> **TASK BRIEF**: Nothing should be output except the lines from the top of the material below through the line that contains "should exit with.", each exactly as written.

╔══

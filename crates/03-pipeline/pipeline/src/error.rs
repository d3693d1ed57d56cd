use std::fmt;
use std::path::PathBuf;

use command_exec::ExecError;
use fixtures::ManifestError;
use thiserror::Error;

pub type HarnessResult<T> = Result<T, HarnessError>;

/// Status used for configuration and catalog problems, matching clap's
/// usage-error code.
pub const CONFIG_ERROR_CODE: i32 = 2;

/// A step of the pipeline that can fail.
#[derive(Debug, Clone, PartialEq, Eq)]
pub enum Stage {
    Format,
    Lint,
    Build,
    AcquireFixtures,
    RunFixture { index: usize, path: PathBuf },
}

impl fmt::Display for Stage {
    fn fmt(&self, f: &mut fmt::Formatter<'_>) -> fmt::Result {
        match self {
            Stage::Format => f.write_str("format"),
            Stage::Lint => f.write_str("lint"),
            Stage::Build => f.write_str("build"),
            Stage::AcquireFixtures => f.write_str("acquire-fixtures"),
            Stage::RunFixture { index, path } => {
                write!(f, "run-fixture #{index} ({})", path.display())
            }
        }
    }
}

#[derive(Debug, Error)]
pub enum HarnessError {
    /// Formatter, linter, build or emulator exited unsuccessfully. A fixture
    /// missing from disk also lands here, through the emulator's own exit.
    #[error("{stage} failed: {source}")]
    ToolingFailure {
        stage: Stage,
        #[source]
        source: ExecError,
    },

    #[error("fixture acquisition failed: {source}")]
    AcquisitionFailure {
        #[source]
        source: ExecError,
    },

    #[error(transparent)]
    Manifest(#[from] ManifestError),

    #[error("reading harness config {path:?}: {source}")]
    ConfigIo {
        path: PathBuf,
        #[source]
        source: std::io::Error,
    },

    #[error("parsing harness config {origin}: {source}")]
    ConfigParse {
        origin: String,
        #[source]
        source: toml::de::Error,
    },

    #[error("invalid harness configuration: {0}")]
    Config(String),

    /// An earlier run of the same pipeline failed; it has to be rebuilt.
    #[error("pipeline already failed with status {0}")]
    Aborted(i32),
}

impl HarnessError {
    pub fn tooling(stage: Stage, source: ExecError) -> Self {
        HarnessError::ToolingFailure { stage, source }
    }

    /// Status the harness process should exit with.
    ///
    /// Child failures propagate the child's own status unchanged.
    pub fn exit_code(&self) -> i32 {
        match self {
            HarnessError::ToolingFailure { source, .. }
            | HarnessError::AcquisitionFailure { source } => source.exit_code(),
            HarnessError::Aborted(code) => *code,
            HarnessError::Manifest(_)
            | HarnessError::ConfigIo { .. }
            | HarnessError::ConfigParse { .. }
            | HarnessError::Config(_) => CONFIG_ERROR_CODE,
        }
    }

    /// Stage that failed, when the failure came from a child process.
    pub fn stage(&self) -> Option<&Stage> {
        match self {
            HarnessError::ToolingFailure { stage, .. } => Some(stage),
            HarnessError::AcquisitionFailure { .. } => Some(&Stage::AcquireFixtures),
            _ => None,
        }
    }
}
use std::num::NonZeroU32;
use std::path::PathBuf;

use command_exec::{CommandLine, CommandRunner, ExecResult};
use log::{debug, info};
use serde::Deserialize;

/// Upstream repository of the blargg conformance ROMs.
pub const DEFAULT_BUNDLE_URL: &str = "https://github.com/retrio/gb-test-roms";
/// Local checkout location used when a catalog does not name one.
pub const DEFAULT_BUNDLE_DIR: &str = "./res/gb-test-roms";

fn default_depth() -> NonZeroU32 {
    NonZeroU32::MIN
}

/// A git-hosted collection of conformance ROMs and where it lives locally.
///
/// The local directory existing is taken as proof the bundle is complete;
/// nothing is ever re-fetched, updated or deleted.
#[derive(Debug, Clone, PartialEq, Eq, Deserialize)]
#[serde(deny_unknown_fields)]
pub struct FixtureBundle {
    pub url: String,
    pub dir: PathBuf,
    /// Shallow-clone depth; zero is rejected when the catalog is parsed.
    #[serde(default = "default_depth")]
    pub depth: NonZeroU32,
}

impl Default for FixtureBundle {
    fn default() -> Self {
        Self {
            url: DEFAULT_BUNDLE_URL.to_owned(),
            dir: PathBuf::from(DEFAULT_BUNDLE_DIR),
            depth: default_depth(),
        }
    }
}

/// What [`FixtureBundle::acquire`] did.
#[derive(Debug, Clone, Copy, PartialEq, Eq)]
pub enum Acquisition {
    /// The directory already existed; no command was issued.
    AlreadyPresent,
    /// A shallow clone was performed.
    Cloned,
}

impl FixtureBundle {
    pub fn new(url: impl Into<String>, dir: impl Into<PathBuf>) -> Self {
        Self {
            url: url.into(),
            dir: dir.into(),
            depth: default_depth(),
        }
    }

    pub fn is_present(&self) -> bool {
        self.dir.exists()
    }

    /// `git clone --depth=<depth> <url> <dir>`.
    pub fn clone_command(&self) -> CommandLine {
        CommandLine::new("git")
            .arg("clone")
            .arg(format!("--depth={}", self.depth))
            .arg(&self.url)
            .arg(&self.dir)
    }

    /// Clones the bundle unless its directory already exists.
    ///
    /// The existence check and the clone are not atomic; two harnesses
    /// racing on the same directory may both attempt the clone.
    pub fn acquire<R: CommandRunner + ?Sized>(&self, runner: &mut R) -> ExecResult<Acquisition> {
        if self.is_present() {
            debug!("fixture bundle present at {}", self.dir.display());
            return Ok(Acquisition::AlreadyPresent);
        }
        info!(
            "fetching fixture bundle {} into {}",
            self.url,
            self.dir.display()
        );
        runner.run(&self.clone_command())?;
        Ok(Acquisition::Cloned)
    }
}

╚══

> **RESPONSE AREA**:
filename crates/03-pipeline/pipeline/src/error.rs
repository d3693d1ed57d56cd
use std::fmt;
use std::path::PathBuf;

use command_exec::ExecError;
use fixtures::ManifestError;
use thiserror::Error;

pub type HarnessResult<T> = Result<T, HarnessError>;

/// Status used for configuration and catalog problems, matching clap's
/// usage-error code.
pub const CONFIG_ERROR_CODE: i32 = 2;

/// A step of the pipeline that can fail.
#[derive(Debug, Clone, PartialEq, Eq)]
pub enum Stage {
    Format,
    Lint,
    Build,
    AcquireFixtures,
    RunFixture { index: usize, path: PathBuf },
}

impl fmt::Display for Stage {
    fn fmt(&self, f: &mut fmt::Formatter<'_>) -> fmt::Result {
        match self {
            Stage::Format => f.write_str("format"),
            Stage::Lint => f.write_str("lint"),
            Stage::Build => f.write_str("build"),
            Stage::AcquireFixtures => f.write_str("acquire-fixtures"),
            Stage::RunFixture { index, path } => {
                write!(f, "run-fixture #{index} ({})", path.display())
            }
        }
    }
}

#[derive(Debug, Error)]
pub enum HarnessError {
    /// Formatter, linter, build or emulator exited unsuccessfully. A fixture
    /// missing from disk also lands here, through the emulator's own exit.
    #[error("{stage} failed: {source}")]
    ToolingFailure {
        stage: Stage,
        #[source]
        source: ExecError,
    },

    #[error("fixture acquisition failed: {source}")]
    AcquisitionFailure {
        #[source]
        source: ExecError,
    },

    #[error(transparent)]
    Manifest(#[from] ManifestError),

    #[error("reading harness config {path:?}: {source}")]
    ConfigIo {
        path: PathBuf,
        #[source]
        source: std::io::Error,
    },

    #[error("parsing harness config {origin}: {source}")]
    ConfigParse {
        origin: String,
        #[source]
        source: toml::de::Error,
    },

    #[error("invalid harness configuration: {0}")]
    Config(String),

    /// An earlier run of the same pipeline failed; it has to be rebuilt.
    #[error("pipeline already failed with status {0}")]
    Aborted(i32),
}

impl HarnessError {
    pub fn tooling(stage: Stage, source: ExecError) -> Self {
        HarnessError::ToolingFailure { stage, source }
    }

    /// Status the harness process should exit with.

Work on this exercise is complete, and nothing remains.